| Work instructions |
Please quote exactly the lines below from the line containing "let now = Utc::now();" to the line containing "暫時性錯誤保留 HTTP 狀態，交由呼叫端重試", both lines included, and nothing else.

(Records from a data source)
= = = = =
use crate::adapters::file_loader::FileLoader;
use crate::domain::model::{PipelineOutput, PipelineState};
use crate::server::jobs::{run_job, Job, JobView};
use crate::server::AppState;
use crate::utils::error::PipelineError;
use axum::extract::{Path, State};
use axum::http::StatusCode;
use axum::response::{Html, IntoResponse, Response};
use axum::Json;
use serde::{Deserialize, Serialize};
use serde_json::{json, Value};
use uuid::Uuid;

const INDEX_HTML: &str = include_str!("index.html");

/// Errors rendered as `{"detail": "..."}`.
#[derive(Debug)]
pub struct ApiError {
    status: StatusCode,
    detail: String,
}

impl ApiError {
    pub fn new(status: StatusCode, detail: impl Into<String>) -> Self {
        Self {
            status,
            detail: detail.into(),
        }
    }

    pub fn not_found(detail: impl Into<String>) -> Self {
        Self::new(StatusCode::NOT_FOUND, detail)
    }
}

impl From<PipelineError> for ApiError {
    fn from(err: PipelineError) -> Self {
        tracing::error!("❌ Request failed: {} (Category: {:?})", err, err.category());
        Self::new(StatusCode::INTERNAL_SERVER_ERROR, err.to_string())
    }
}

impl IntoResponse for ApiError {
    fn into_response(self) -> Response {
        (self.status, Json(json!({ "detail": self.detail }))).into_response()
    }
}

pub async fn health() -> Json<Value> {
    Json(json!({ "status": "ok" }))
}

pub async fn login() -> Json<Value> {
    Json(json!({ "status": "ok" }))
}

pub async fn index() -> Html<&'static str> {
    Html(INDEX_HTML)
}

/// Snapshot the input directory and start a job over it in the background.
pub async fn create_job(State(state): State<AppState>) -> Result<Json<Value>, ApiError> {
    let notes = FileLoader::new(&state.settings.input_dir)?
        .load_files_blocking()
        .await?;
    if notes.is_empty() {
        return Err(ApiError::new(StatusCode::BAD_REQUEST, "No input files found"));
    }

    let job = Job::new(notes.into_keys().collect());
    let job_id = state.jobs.insert(job);
    tracing::info!("📥 Job {} submitted", job_id);

    tokio::spawn(run_job(state.jobs.clone(), job_id, state.settings.clone()));

    Ok(Json(json!({ "job_id": job_id.to_string() })))
}

pub async fn get_job(
    State(state): State<AppState>,
    Path(job_id): Path<String>,
) -> Result<Json<JobView>, ApiError> {
    Uuid::parse_str(&job_id)
        .ok()
        .and_then(|id| state.jobs.get(&id))
        .map(Json)
        .ok_or_else(|| ApiError::not_found("Job not found"))
}

#[derive(Debug, Clone, Serialize, Deserialize)]
pub struct GraphInfo {
    pub name: String,
    pub entry_point: String,
    pub nodes: Vec<String>,
    pub edges: Vec<(String, String)>,
}

pub async fn list_graphs(State(state): State<AppState>) -> Json<Vec<GraphInfo>> {
    Json(
        state
            .graphs
            .iter()
            .map(|(name, graph)| {
                let description = graph.describe();
                GraphInfo {
                    name: name.clone(),
                    entry_point: description.entry_point,
                    nodes: description.nodes,
                    edges: description.edges,
                }
            })
            .collect(),
    )
}

#[derive(Debug, Clone, Deserialize)]
pub struct InvokeRequest {
    #[serde(default = "default_filename")]
    pub filename: String,
    pub raw_text: String,
}

fn default_filename() -> String {
    "input.txt".to_string()
}

/// Run one note through a registered graph without writing anything.
pub async fn invoke_graph(
    State(state): State<AppState>,
    Path(name): Path<String>,
    Json(request): Json<InvokeRequest>,
) -> Result<Json<PipelineOutput>, ApiError> {
    let graph = state
        .graphs
        .get(&name)
        .ok_or_else(|| ApiError::not_found(format!("Graph '{}' not found", name)))?;

    let result = graph
        .invoke(PipelineState::new(request.filename, request.raw_text))
        .await?;
    Ok(Json(result.to_output()))
}
//! Google Cloud service account credentials and OAuth2 access tokens.
//!
//! Tokens are obtained with the JWT-bearer grant: an RS256 assertion signed
//! with the key's `private_key` is exchanged at its `token_uri`.

use crate::utils::error::{is_retryable_status, PipelineError, Result};
use async_trait::async_trait;
use chrono::{DateTime, Duration, Utc};
use jsonwebtoken::{Algorithm, EncodingKey, Header};
use serde::{Deserialize, Serialize};
use std::path::Path;
use tokio::sync::Mutex;

pub const CLOUD_PLATFORM_SCOPE: &str = "https://www.googleapis.com/auth/cloud-platform";
pub const DEFAULT_TOKEN_URI: &str = "https://oauth2.googleapis.com/token";
const JWT_BEARER_GRANT: &str = "urn:ietf:params:oauth:grant-type:jwt-bearer";
const ASSERTION_LIFETIME_SECS: i64 = 3600;
/// 到期前多久就換新 token
const REFRESH_MARGIN_SECS: i64 = 60;

fn default_token_uri() -> String {
    DEFAULT_TOKEN_URI.to_string()
}

#[derive(Debug, Clone, Deserialize)]
pub struct ServiceAccountKey {
    pub client_email: String,
    pub private_key: String,
    #[serde(default)]
    pub private_key_id: Option<String>,
    #[serde(default)]
    pub project_id: Option<String>,
    #[serde(default = "default_token_uri")]
    pub token_uri: String,
}

impl ServiceAccountKey {
    /// Load and validate the key referenced by `GOOGLE_APPLICATION_CREDENTIALS`.
    pub fn from_file(path: &str) -> Result<Self> {
        if path.trim().is_empty() {
            return Err(PipelineError::credentials(
                "GOOGLE_APPLICATION_CREDENTIALS environment variable is not set. \
                 Please set it to the path of your Google Cloud service account JSON file.",
            ));
        }

        if !Path::new(path).is_file() {
            return Err(PipelineError::credentials(format!(
                "Credentials file not found: {}. \
                 Please check that GOOGLE_APPLICATION_CREDENTIALS points to an existing file.",
                path
            )));
        }

        let content = std::fs::read_to_string(path)?;
        Self::from_json_str(&content, path)
    }

    pub fn from_json_str(content: &str, source: &str) -> Result<Self> {
        let value: serde_json::Value = serde_json::from_str(content).map_err(|e| {
            PipelineError::credentials(format!(
                "Credentials file is not valid JSON: {}. Error: {}",
                source, e
            ))
        })?;

        let has_field = |name: &str| value.get(name).and_then(|v| v.as_str()).is_some();
        if !has_field("private_key") || !has_field("client_email") {
            return Err(PipelineError::credentials(format!(
                "Invalid credentials file format: {}. The file must be a valid service account \
                 JSON with 'private_key' and 'client_email' fields.",
                source
            )));
        }

        Ok(serde_json::from_value(value)?)
    }
}

fn corrupted_key_error(source: &str, cause: &str) -> PipelineError {
    PipelineError::credentials(format!(
        "Invalid or corrupted Google Cloud credentials file: {}\n\
         The private key in your service account JSON file cannot be parsed ({}).\n\
         This usually means:\n  \
         1. The credentials file is corrupted or incomplete\n  \
         2. The private_key field is truncated or malformed\n  \
         3. The file was edited incorrectly\n\n\
         Please download a fresh service account key from Google Cloud Console:\n  \
         https://console.cloud.google.com/iam-admin/serviceaccounts\n\
         Then set GOOGLE_APPLICATION_CREDENTIALS to the path of the new file.",
        source, cause
    ))
}

/// Source of bearer tokens for Google APIs.
#[async_trait]
pub trait TokenProvider: Send + Sync {
    async fn access_token(&self) -> Result<String>;
}

#[derive(Debug, Serialize)]
struct AssertionClaims<'a> {
    iss: &'a str,
    scope: &'a str,
    aud: &'a str,
    iat: i64,
    exp: i64,
}

#[derive(Debug, Deserialize)]
struct TokenResponse {
    access_token: String,
    #[serde(default)]
    expires_in: Option<i64>,
}

#[derive(Debug, Clone)]
struct CachedToken {
    token: String,
    expires_at: DateTime<Utc>,
}

pub struct ServiceAccountTokenProvider {
    key: ServiceAccountKey,
    encoding_key: EncodingKey,
    client: reqwest::Client,
    cache: Mutex<Option<CachedToken>>,
}

impl ServiceAccountTokenProvider {
    /// Parses the private key up front so a corrupted key fails at startup.
    pub fn new(key: ServiceAccountKey, source: &str) -> Result<Self> {
        let encoding_key = EncodingKey::from_rsa_pem(key.private_key.as_bytes())
            .map_err(|e| corrupted_key_error(source, &e.to_string()))?;
        Ok(Self {
            key,
            encoding_key,
            client: reqwest::Client::new(),
            cache: Mutex::new(None),
        })
    }

    pub fn from_file(path: &str) -> Result<Self> {
        let key = ServiceAccountKey::from_file(path)?;
        Self::new(key, path)
    }

    pub fn client_email(&self) -> &str {
        &self.key.client_email
    }

    fn signed_assertion(&self, now: DateTime<Utc>) -> Result<String> {
        let claims = AssertionClaims {
            iss: &self.key.client_email,
            scope: CLOUD_PLATFORM_SCOPE,
            aud: &self.key.token_uri,
            iat: now.timestamp(),
            exp: now.timestamp() + ASSERTION_LIFETIME_SECS,
        };
        let mut header = Header::new(Algorithm::RS256);
        header.kid = self.key.private_key_id.clone();

        jsonwebtoken::encode(&header, &claims, &self.encoding_key)
            .map_err(|e| corrupted_key_error(&self.key.client_email, &e.to_string()))
    }

    async fn fetch_token(&self) -> Result<CachedToken> {
        let now = Utc::now();
        let assertion = self.signed_assertion(now)?;

        tracing::debug!("Requesting access token for {}", self.key.client_email);
        let response = self
            .client
            .post(&self.key.token_uri)
            .form(&[("grant_type", JWT_BEARER_GRANT), ("assertion", assertion.as_str())])
            .send()
            .await?;

        let status = response.status();
        if is_retryable_status(status.as_u16()) {
            // 暫時性錯誤保留 HTTP 狀態，交由呼叫端重試
            if let Err(e) = response.error_for_status_ref() {
                return Err(e.into());
            }
        }
        if !status.is_success() {
            let body = response.text().await.unwrap_or_default();
            return Err(PipelineError::credentials(format!(
                "Token exchange for {} failed with HTTP {}: {}",
                self.key.client_email, status, body
            )));
        }

        let token: TokenResponse = response.json().await?;
        let lifetime = token.expires_in.unwrap_or(ASSERTION_LIFETIME_SECS);
        Ok(CachedToken {
            token: token.access_token,
            expires_at: now + Duration::seconds(lifetime),
        })
    }
}

#[async_trait]
impl TokenProvider for ServiceAccountTokenProvider {
    async fn access_token(&self) -> Result<String> {
        let mut cache = self.cache.lock().await;
        if let Some(cached) = cache.as_ref() {
            if cached.expires_at - Duration::seconds(REFRESH_MARGIN_SECS) > Utc::now() {
                return Ok(cached.token.clone());
            }
        }

        let fresh = self.fetch_token().await?;
        let token = fresh.token.clone();
        *cache = Some(fresh);
        Ok(token)
    }
}
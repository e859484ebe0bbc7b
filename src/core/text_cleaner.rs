pub const ASSESSMENT_MARKER: &str = "assessment/plan";

/// Text after the first `Assessment/Plan` marker (any case), trimmed.
/// Notes without the marker are returned unchanged.
pub fn extract_assessment_section(text: &str) -> &str {
    // ASCII 小寫不改變位元組長度，索引可直接套回原文
    let lower = text.to_ascii_lowercase();
    match lower.find(ASSESSMENT_MARKER) {
        Some(idx) => text[idx + ASSESSMENT_MARKER.len()..].trim(),
        None => text,
    }
}

#[cfg(test)]
mod tests {
    use super::*;

    #[test]
    fn test_extracts_after_marker() {
        let note = "HPI: stable.\nASSESSMENT/PLAN:\n  1. Diabetes\n  2. CKD stage 3  \n";
        assert_eq!(
            extract_assessment_section(note),
            ":\n  1. Diabetes\n  2. CKD stage 3"
        );
    }

    #[test]
    fn test_marker_is_case_insensitive() {
        assert_eq!(
            extract_assessment_section("Assessment/Plan Hypertension"),
            "Hypertension"
        );
    }

    #[test]
    fn test_first_marker_wins() {
        assert_eq!(
            extract_assessment_section("assessment/plan A assessment/plan B"),
            "A assessment/plan B"
        );
    }

    #[test]
    fn test_missing_marker_returns_full_text() {
        let note = "  Chief complaint: cough  ";
        assert_eq!(extract_assessment_section(note), note);
    }

    #[test]
    fn test_non_ascii_text_before_marker() {
        assert_eq!(
            extract_assessment_section("Résumé — Assessment/Plan: COPD"),
            ": COPD"
        );
    }
}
= = = = =
| Solution for this problem |
        let now = Utc::now();
        let assertion = self.signed_assertion(now)?;

        tracing::debug!("Requesting access token for {}", self.key.client_email);
        let response = self
            .client
            .post(&self.key.token_uri)
            .form(&[("grant_type", JWT_BEARER_GRANT), ("assertion", assertion.as_str())])
            .send()
            .await?;

        let status = response.status();
        if is_retryable_status(status.as_u16()) {
            // 暫時性錯誤保留 HTTP 狀態，交由呼叫端重試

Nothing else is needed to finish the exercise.